Sur la liste des 8 centres du département de ma grand-mère qui habite dans le Loiret, un seul comporte la mention “Prendre rendez-vous en ligne”. Je clique sur le lien. Une page s’ouvre, qui ressemble à Doctolib. Un message: “Vous ne pouvez pas prendre rendez-vous en ligne avec ce praticien.” Je ris jaune. Je tente alors de contourner le site et de passer directement par Doctolib.
Eurêka! Dans plusieurs centres à proximité de chez ma grand-mère, c’est possible et des créneaux sont ouverts dès lundi 18 janvier. Je remplis le formulaire mais au moment de valider, un message m’interpelle: je me rends compte que ces rendez-vous sont réservés au “personnel hospitalier ou professions libérales” de plus de 50 ans.
À la prise de rendez-vous, on doit s’engager à montrer une carte professionnelle pour accéder à la vaccination. c’est la même chose dans tous les centres à proximité de leur domicile. Retour à la case départ. Je décide de prendre tout de même rendez-vous, avec le risque qu’ils se fassent refouler lundi 18 janvier car, tous deux retraités de plus de 75 ans, ils ne sont évidemment ni personnel hospitalier, ni profession libérale.
“Pas encore mis en place”
Depuis 9h, je tente d’appeler le numéro départemental, qui est bien entendu saturé. “Suite à un grand nombre d’appels, nous vous remercions de bien vouloir réitérer votre appel. Nous vous invitons à prendre rendez-vous sur www.doctolib.fr”. Ce que je viens de tenter de faire, sans succès.
À 11h15, à force d’appeler sans relâche, de manière quasi automatique, je tombe sur un autre message vocal, similaire, qui me renvoie vers une musique d’attente. J’ai l’impression de m’être glissée dans une faille temporelle. Vais-je enfin réussir à avoir quelqu’un au bout du fil? Je pense à toutes ces personnes âgées et peu familières de l’univers informatique. Au casse-tête chinois que cela doit être pour eux. Au stress engendré par ce système qui ne fonctionne décidément pas.
Au bout de 20 minutes d’attente, je suis prête à raccrocher, quand enfin quelqu’un répond. Je lui explique la situation. Réponse: “Pour l’instant, ce n’est pas possible de prendre rendez-vous, ce n’est pas encore mis en place.” On m’explique qu’il faut impérativement passer par Doctolib, qui n’a ouvert les rendez-vous qu’au personnel hospitalier et aux professions libérales. Et si on veut prendre rendez-vous par téléphone?

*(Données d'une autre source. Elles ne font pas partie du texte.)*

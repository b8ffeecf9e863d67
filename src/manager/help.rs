// Help hook: an appended `help [page]` syntax delegating to the host

use crate::arguments::Argument;
use crate::command::Command;
use crate::error::DispatchResult;
use crate::syntax::Syntax;
use std::sync::Arc;

/// Renders help pages; pagination and text are entirely up to the host
pub trait HelpProvider<S>: Send + Sync {
    fn display_help(&self, sender: &S, label: &str, page: i64, usages: &[String]) -> anyhow::Result<()>;
}

/// `<label> help [page]`, page at least 1 and defaulting to 1
pub(crate) fn help_syntax<S: 'static>(
    command: &Command<S>,
    provider: Arc<dyn HelpProvider<S>>,
    page_argument: &str,
) -> DispatchResult<Syntax<S>> {
    let label = command.name().to_string();
    let usages: Vec<String> = command.syntaxes().iter().map(|syntax| syntax.usage()).collect();
    let page_id = page_argument.to_string();

    Syntax::builder(command.name())
        .argument(Argument::literal("help"))
        .argument(Argument::integer(page_argument).min(1.0).default_value(1))
        .description(format!("Show help for '{}'", label))
        .execute(move |sender, context| {
            let page = context.argument::<i64>(&page_id).unwrap_or(1);
            provider.display_help(sender, &label, page, &usages)
        })
        .build()
}
// Pre-dispatch gating predicates

use crate::caption::CaptionKey;
use crate::context::DelegateContext;
use crate::sender::SenderWrapper;
use std::fmt;
use std::sync::Arc;

/// Predicate over the sender and the raw invocation
pub type RequirementFn<S> = Arc<dyn Fn(&S, &DelegateContext) -> bool + Send + Sync>;

/// What a requirement checks
pub enum RequirementCheck<S> {
    /// The sender must hold a permission node
    Permission(String),
    /// Host-defined predicate
    Predicate(RequirementFn<S>),
}

/// A gating predicate plus the caption emitted when it fails
pub struct Requirement<S> {
    check: RequirementCheck<S>,
    caption: CaptionKey,
}

impl<S> Requirement<S> {
    pub fn new<F>(predicate: F, caption: CaptionKey) -> Self
    where
        F: Fn(&S, &DelegateContext) -> bool + Send + Sync + 'static,
    {
        Self {
            check: RequirementCheck::Predicate(Arc::new(predicate)),
            caption,
        }
    }

    pub fn permission(node: impl Into<String>) -> Self {
        Self {
            check: RequirementCheck::Permission(node.into()),
            caption: CaptionKey::NoPermission,
        }
    }

    pub fn check(&self) -> &RequirementCheck<S> {
        &self.check
    }

    /// Caption emitted when the requirement fails
    pub fn caption(&self) -> &CaptionKey {
        &self.caption
    }

    /// Side-effect free evaluation
    pub fn accepts(&self, wrapper: &dyn SenderWrapper<S>, sender: &S, context: &DelegateContext) -> bool {
        match &self.check {
            RequirementCheck::Permission(node) => wrapper.has_permission(sender, node),
            RequirementCheck::Predicate(predicate) => predicate(sender, context),
        }
    }
}

impl<S> fmt::Debug for Requirement<S> {
    fn fmt(&self, f: &mut fmt::Formatter<'_>) -> fmt::Result {
        let check = match &self.check {
            RequirementCheck::Permission(node) => format!("permission({})", node),
            RequirementCheck::Predicate(_) => "predicate".to_string(),
        };
        f.debug_struct("Requirement")
            .field("check", &check)
            .field("caption", &self.caption)
            .finish()
    }
}

#[cfg(test)]
mod tests {
    use super::*;
    use crate::syntax::{FlagExtractor, FlagSet};

    struct Wrapper;

    impl SenderWrapper<String> for Wrapper {
        fn sender_name(&self, sender: &String) -> String {
            sender.clone()
        }

        fn has_permission(&self, sender: &String, permission: &str) -> bool {
            sender == "admin" && permission.starts_with("server.")
        }

        fn has_capability(&self, _sender: &String, _capability: &str) -> bool {
            false
        }
    }

    fn context(raw: &[&str]) -> DelegateContext {
        let flags = FlagSet::new();
        let extractor = FlagExtractor::new(&flags, "--", "-");
        DelegateContext::new("heal", raw.iter().map(|s| s.to_string()).collect(), &extractor)
    }

    #[test]
    fn test_permission_requirement() {
        let requirement = Requirement::permission("server.heal");
        assert!(requirement.accepts(&Wrapper, &"admin".to_string(), &context(&[])));
        assert!(!requirement.accepts(&Wrapper, &"guest".to_string(), &context(&[])));
    }

    #[test]
    fn test_predicate_sees_context() {
        let requirement: Requirement<String> = Requirement::new(
            |_, context| context.positional().len() < 2,
            CaptionKey::custom("too-many-targets"),
        );
        assert!(requirement.accepts(&Wrapper, &"guest".to_string(), &context(&["Bob"])));
        assert!(!requirement.accepts(&Wrapper, &"guest".to_string(), &context(&["Bob", "Alice"])));
        assert_eq!(requirement.caption(), &CaptionKey::custom("too-many-targets"));
    }
}
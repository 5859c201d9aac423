// Copyright (c) 2025 Fabstir
// SPDX-License-Identifier: BUSL-1.1
//! CLIP vision tower
//!
//! Wraps the ONNX export of the ViT-B/32 image encoder. Produces one
//! 512-dimensional embedding per image from preprocessed pixel values.

use anyhow::{Context, Result};
use ndarray::{Array4, IxDyn};
use ort::execution_providers::{CPUExecutionProvider, CUDAExecutionProvider};
use ort::session::builder::GraphOptimizationLevel;
use ort::session::Session;
use ort::value::Value;
use std::path::Path;
use std::sync::{Arc, Mutex};
use tracing::{info, warn};

use super::preprocessing::CLIP_INPUT_SIZE;
use super::CLIP_EMBED_DIM;

/// CLIP image encoder model
///
/// # Thread Safety
/// The session is wrapped in Arc<Mutex> for cheap cloning and thread-safe
/// shared access; inference serializes on the lock.
#[derive(Clone)]
pub struct ClipImageEncoder {
    /// ONNX Runtime session (thread-safe)
    session: Arc<Mutex<Session>>,
    /// Model input name (usually "pixel_values")
    input_name: String,
}

impl std::fmt::Debug for ClipImageEncoder {
    fn fmt(&self, f: &mut std::fmt::Formatter<'_>) -> std::fmt::Result {
        f.debug_struct("ClipImageEncoder")
            .field("input_name", &self.input_name)
            .finish_non_exhaustive()
    }
}

impl ClipImageEncoder {
    /// Load the CLIP vision tower from an ONNX file
    ///
    /// # Errors
    /// Returns error if:
    /// - Model file not found
    /// - ONNX Runtime initialization fails
    pub fn new<P: AsRef<Path>>(model_path: P) -> Result<Self> {
        let model_path = model_path.as_ref();

        if !model_path.exists() {
            anyhow::bail!("CLIP vision model not found: {}", model_path.display());
        }

        let session = build_session(model_path)?;

        let input_name = session
            .inputs
            .first()
            .map(|input| input.name.clone())
            .unwrap_or_else(|| "pixel_values".to_string());

        info!(
            "✅ CLIP vision tower loaded from {} (input: {})",
            model_path.display(),
            input_name
        );

        Ok(Self {
            session: Arc::new(Mutex::new(session)),
            input_name,
        })
    }

    /// Encode a preprocessed image into a 512-dimensional embedding
    ///
    /// # Arguments
    /// - `input`: Pixel tensor of shape [1, 3, 224, 224] (NCHW format)
    pub fn encode(&self, input: &Array4<f32>) -> Result<Vec<f32>> {
        let shape = input.shape();
        if shape.len() != 4 || shape[0] != 1 || shape[1] != 3 {
            anyhow::bail!("Invalid input shape: {:?}, expected [1, 3, H, W]", shape);
        }
        if shape[2] != CLIP_INPUT_SIZE as usize || shape[3] != CLIP_INPUT_SIZE as usize {
            anyhow::bail!(
                "Input size {}x{} differs from expected {}x{}",
                shape[2],
                shape[3],
                CLIP_INPUT_SIZE,
                CLIP_INPUT_SIZE
            );
        }

        let mut session = self.session.lock().unwrap();

        let input_value =
            Value::from_array(input.to_owned()).context("Failed to create input tensor")?;

        let outputs = session
            .run(ort::inputs![&self.input_name => input_value])
            .context("Vision tower inference failed")?;

        // Use index [0] instead of name since exports differ in output naming
        let output_tensor = outputs[0]
            .try_extract_array::<f32>()
            .context("Failed to extract output tensor")?;

        let output_shape = output_tensor.shape();
        if output_shape.len() != 2 || output_shape[1] != CLIP_EMBED_DIM {
            anyhow::bail!(
                "Vision tower output has unexpected shape: {:?} (expected [1, {}])",
                output_shape,
                CLIP_EMBED_DIM
            );
        }

        let mut embedding = Vec::with_capacity(CLIP_EMBED_DIM);
        for i in 0..CLIP_EMBED_DIM {
            embedding.push(output_tensor[IxDyn(&[0, i])]);
        }

        Ok(embedding)
    }
}

/// Build an ONNX session with CUDA first and CPU fallback
pub(crate) fn build_session(model_path: &Path) -> Result<Session> {
    let cuda_result = Session::builder()
        .context("Failed to create session builder")?
        .with_execution_providers([CUDAExecutionProvider::default().build()])
        .context("Failed to set CUDA execution provider")?
        .with_optimization_level(GraphOptimizationLevel::Level3)
        .context("Failed to set optimization level")?
        .with_intra_threads(4)
        .context("Failed to set intra threads")?
        .commit_from_file(model_path);

    match cuda_result {
        Ok(s) => {
            info!("✅ CUDA execution provider initialized for {}", model_path.display());
            Ok(s)
        }
        Err(e) => {
            warn!("⚠️  CUDA execution provider failed: {}", e);
            warn!("   Falling back to CPU execution provider");
            Session::builder()
                .context("Failed to create session builder")?
                .with_execution_providers([CPUExecutionProvider::default().build()])
                .context("Failed to set CPU execution provider")?
                .with_optimization_level(GraphOptimizationLevel::Level3)
                .context("Failed to set optimization level")?
                .with_intra_threads(4)
                .context("Failed to set intra threads")?
                .commit_from_file(model_path)
                .context(format!(
                    "Failed to load ONNX model from {}",
                    model_path.display()
                ))
        }
    }
}

#[cfg(test)]
mod tests {
    use super::*;

    #[test]
    fn test_model_not_found_error() {
        let result = ClipImageEncoder::new("/nonexistent/path/visual.onnx");
        assert!(result.is_err());
        let msg = result.unwrap_err().to_string();
        assert!(msg.contains("not found"), "unexpected error: {}", msg);
    }
}
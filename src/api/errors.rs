// Copyright (c) 2025 Fabstir
// SPDX-License-Identifier: BUSL-1.1
use axum::{http::StatusCode, response::IntoResponse, response::Response, Json};
use serde_json::json;
use std::fmt;

/// API error taxonomy
///
/// Maps request failures to HTTP statuses. The serialized body is
/// always `{"error": <message>}`.
#[derive(Debug, Clone)]
pub enum ApiError {
    /// Malformed client input (missing multipart field, bad body)
    InvalidRequest(String),
    /// A required model or subsystem is not loaded
    ServiceUnavailable(String),
    /// The remote completion API failed or was unreachable
    UpstreamError(String),
    /// Unexpected processing failure (undecodable image, inference error)
    InternalError(String),
}

impl ApiError {
    /// The message placed in the response body, without a status prefix
    pub fn message(&self) -> &str {
        match self {
            ApiError::InvalidRequest(msg)
            | ApiError::ServiceUnavailable(msg)
            | ApiError::UpstreamError(msg)
            | ApiError::InternalError(msg) => msg,
        }
    }

    pub fn status_code(&self) -> StatusCode {
        match self {
            ApiError::InvalidRequest(_) => StatusCode::BAD_REQUEST,
            ApiError::ServiceUnavailable(_) => StatusCode::SERVICE_UNAVAILABLE,
            ApiError::UpstreamError(_) => StatusCode::BAD_GATEWAY,
            ApiError::InternalError(_) => StatusCode::INTERNAL_SERVER_ERROR,
        }
    }
}

impl fmt::Display for ApiError {
    fn fmt(&self, f: &mut fmt::Formatter<'_>) -> fmt::Result {
        match self {
            ApiError::InvalidRequest(msg) => write!(f, "Invalid request: {}", msg),
            ApiError::ServiceUnavailable(msg) => write!(f, "Service unavailable: {}", msg),
            ApiError::UpstreamError(msg) => write!(f, "Upstream error: {}", msg),
            ApiError::InternalError(msg) => write!(f, "Internal error: {}", msg),
        }
    }
}

impl std::error::Error for ApiError {}

impl IntoResponse for ApiError {
    fn into_response(self) -> Response {
        let body = json!({ "error": self.message() });
        (self.status_code(), Json(body)).into_response()
    }
}
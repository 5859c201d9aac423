// Copyright (c) 2025 Fabstir
// SPDX-License-Identifier: BUSL-1.1

//! Response shaping for POST /classify
//!
//! The endpoint answers with a flat JSON object mapping each label to
//! its score, preserving label order.

use serde_json::{Map, Number, Value};

/// Convert scored labels into the response object
///
/// Keys appear in label order. Non-finite scores (which softmax cannot
/// produce from finite similarities) serialize as 0.
pub fn scores_to_json(scores: Vec<(String, f32)>) -> Value {
    let mut map = Map::with_capacity(scores.len());

    for (label, score) in scores {
        let number = Number::from_f64(f64::from(score))
            .unwrap_or_else(|| Number::from(0));
        map.insert(label, Value::Number(number));
    }

    Value::Object(map)
}
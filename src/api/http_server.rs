use axum::{
    extract::State,
    routing::{get, post},
    Router,
};
use serde_json::json;
use std::{net::SocketAddr, sync::Arc};
use tower_http::cors::{Any, CorsLayer};
use tower_http::trace::TraceLayer;

use crate::classifier::LabelClassifier;
use crate::llm::{JsonExtractor, TogetherClient};

use super::classify::classify_handler;
use super::suggest_build::suggest_build_handler;

/// Shared request-handler state
///
/// Everything here is read-only after startup: the classifier (when its
/// model files were found), the outbound chat-completion client, and the
/// compiled JSON extractor.
#[derive(Clone)]
pub struct AppState {
    pub classifier: Option<Arc<LabelClassifier>>,
    pub llm: Arc<TogetherClient>,
    pub extractor: JsonExtractor,
}

/// Build the service router
pub fn build_router(state: AppState) -> Router {
    Router::new()
        // Health check
        .route("/health", get(health_handler))
        // Image classification endpoint
        .route("/classify", post(classify_handler))
        // Build suggestion proxy endpoint
        .route("/suggest-build", post(suggest_build_handler))
        .layer(
            CorsLayer::new()
                .allow_origin(Any)
                .allow_methods(Any)
                .allow_headers(Any),
        )
        .layer(TraceLayer::new_for_http())
        .with_state(state)
}

/// Bind and serve until the process exits
pub async fn start_server(state: AppState, port: u16) -> Result<(), Box<dyn std::error::Error>> {
    let addr = SocketAddr::from(([0, 0, 0, 0], port));
    let listener = tokio::net::TcpListener::bind(addr).await?;

    tracing::info!("API server listening on {}", addr);

    axum::serve(listener, build_router(state)).await?;

    Ok(())
}

async fn health_handler(State(state): State<AppState>) -> axum::response::Json<serde_json::Value> {
    axum::response::Json(json!({
        "status": "ok",
        "classifierLoaded": state.classifier.is_some(),
    }))
}
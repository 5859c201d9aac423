// Copyright (c) 2025 Fabstir
// SPDX-License-Identifier: BUSL-1.1
pub mod classify;
pub mod errors;
pub mod http_server;
pub mod suggest_build;

pub use classify::{classify_handler, scores_to_json};
pub use errors::ApiError;
pub use http_server::{build_router, start_server, AppState};
pub use suggest_build::{suggest_build_handler, SuggestBuildRequest};
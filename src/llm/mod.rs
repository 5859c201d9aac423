// Copyright (c) 2025 Fabstir
// SPDX-License-Identifier: BUSL-1.1
//! Build-suggestion proxy: prompt construction, the hosted
//! chat-completion client, and JSON extraction from free-text replies

pub mod json_extract;
pub mod prompt;
pub mod together_client;

pub use json_extract::{Extraction, JsonExtractor};
pub use prompt::{build_suggestion_prompt, SYSTEM_PROMPT};
pub use together_client::TogetherClient;
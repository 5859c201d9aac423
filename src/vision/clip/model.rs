// Copyright (c) 2025 Fabstir
// SPDX-License-Identifier: BUSL-1.1
//! Paired CLIP model (vision + text towers)

use anyhow::Result;
use image::DynamicImage;
use std::path::Path;

use super::image_encoder::ClipImageEncoder;
use super::preprocessing::preprocess_for_clip;
use super::text_encoder::ClipTextEncoder;

/// File names expected inside the CLIP model directory
const VISUAL_FILE: &str = "visual.onnx";
const TEXTUAL_FILE: &str = "textual.onnx";
const TOKENIZER_FILE: &str = "tokenizer.json";

/// Joint image/text embedding model (CLIP ViT-B/32, ONNX export)
///
/// Both towers map into the same 512-dimensional space; semantically
/// related image/text pairs have a high dot product.
#[derive(Debug, Clone)]
pub struct ClipModel {
    image_encoder: ClipImageEncoder,
    text_encoder: ClipTextEncoder,
}

impl ClipModel {
    /// Load both towers from a model directory
    ///
    /// The directory must contain `visual.onnx`, `textual.onnx`, and
    /// `tokenizer.json`.
    pub fn from_dir<P: AsRef<Path>>(model_dir: P) -> Result<Self> {
        let dir = model_dir.as_ref();

        let image_encoder = ClipImageEncoder::new(dir.join(VISUAL_FILE))?;
        let text_encoder =
            ClipTextEncoder::new(dir.join(TEXTUAL_FILE), dir.join(TOKENIZER_FILE))?;

        Ok(Self {
            image_encoder,
            text_encoder,
        })
    }

    /// Encode an image into a 512-dimensional embedding
    ///
    /// Runs the full pipeline: center-crop resize to 224x224, CLIP
    /// normalization, vision tower inference.
    pub fn encode_image(&self, image: &DynamicImage) -> Result<Vec<f32>> {
        let tensor = preprocess_for_clip(image);
        self.image_encoder.encode(&tensor)
    }

    /// Encode a batch of texts into 512-dimensional embeddings
    pub fn encode_texts(&self, texts: &[String]) -> Result<Vec<Vec<f32>>> {
        self.text_encoder.encode_batch(texts)
    }
}
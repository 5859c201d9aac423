// Copyright (c) 2025 Fabstir
// SPDX-License-Identifier: BUSL-1.1
//! Prompt construction for build suggestions

/// System role priming for the chat request
pub const SYSTEM_PROMPT: &str = "You are a keyboard build expert.";

/// Rendered for parameters the caller did not supply
const UNSPECIFIED: &str = "unspecified";

/// Build the user instruction for a suggestion request
///
/// Interpolates the four build parameters and directs the model to
/// answer with a bare JSON object matching the expected key schema.
/// Absent parameters render as "unspecified".
pub fn build_suggestion_prompt(
    layout: Option<&str>,
    switch_type: Option<&str>,
    sound_profile: Option<&str>,
    budget: Option<&str>,
) -> String {
    let layout = layout.unwrap_or(UNSPECIFIED);
    let switch_type = switch_type.unwrap_or(UNSPECIFIED);
    let sound_profile = sound_profile.unwrap_or(UNSPECIFIED);
    let budget = budget.unwrap_or(UNSPECIFIED);

    format!(
        "You are a mechanical keyboard expert. I want you to suggest me a build \
for a {layout} layout with {switch_type} switches. The sound should be \
{sound_profile}. The budget is {budget}. Please provide me with the best \
options available.\n\n\
Keep the response short and concise. Give a short intro and description of \
the build. Then list the components.\n\n\
Make sure all the components are compatible with each other.\n\
Make sure all the components are within the budget.\n\n\
Return a JSON object with the following keys: \"layout\", \"soundProfile\", \
\"switchType\", \"budget\", \"description\", \"intro\", \"totalPrice\", and \
\"components\" which contains: case, pcb, switches, keycaps, stabilizers.\n\n\
Always keep the response in this format, don't add any extra keys or values \
to the JSON object. Return only valid JSON and nothing else. Do not include \
explanations, markdown, or additional comments after the JSON."
    )
}

#[cfg(test)]
mod tests {
    use super::*;

    #[test]
    fn test_prompt_interpolates_all_parameters() {
        let prompt = build_suggestion_prompt(
            Some("65%"),
            Some("tactile"),
            Some("thocky"),
            Some("250 USD"),
        );

        assert!(prompt.contains("65% layout"));
        assert!(prompt.contains("tactile switches"));
        assert!(prompt.contains("The sound should be thocky"));
        assert!(prompt.contains("The budget is 250 USD"));
    }

    #[test]
    fn test_prompt_missing_parameters_render_unspecified() {
        let prompt = build_suggestion_prompt(None, None, None, None);
        assert!(prompt.contains("unspecified layout"));
        assert!(prompt.contains("The budget is unspecified"));
    }

    #[test]
    fn test_prompt_states_schema() {
        let prompt = build_suggestion_prompt(Some("tkl"), None, None, None);
        for key in [
            "\"layout\"",
            "\"soundProfile\"",
            "\"switchType\"",
            "\"budget\"",
            "\"description\"",
            "\"intro\"",
            "\"totalPrice\"",
            "\"components\"",
        ] {
            assert!(prompt.contains(key), "missing {} in prompt", key);
        }
        assert!(prompt.contains("stabilizers"));
    }

    #[test]
    fn test_prompt_demands_bare_json() {
        let prompt = build_suggestion_prompt(None, None, None, None);
        assert!(prompt.contains("Return only valid JSON and nothing else"));
        assert!(prompt.contains("markdown"));
    }

    #[test]
    fn test_system_prompt() {
        assert_eq!(SYSTEM_PROMPT, "You are a keyboard build expert.");
    }
}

Impossible. La ligne téléphonique est “réservée aux personnes qui n’ont pas accès à Doctolib. On prend alors rendez-vous à leur place en ligne sur Doctolib.” Doctolib, qui n’a pour l’instant ouvert les rendez-vous qu’au personnel hospitalier et aux professions libérales. La boucle est bouclée. Et ma grand-mère n’a toujours pas de rendez-vous.
Je suis conviée à réessayer. “Peut-être que ce sera ouvert demain”, conclut l’opératrice, sans grande conviction et qui s’excuse de la situation. Contactée par Le HuffPost, l’Agence régionale de santé (ARS) Centre-Val de Loire confirme être au courant du problème: “Il a été identifié en cours de matinée et il est en cours d’analyse.” On patiente, alors.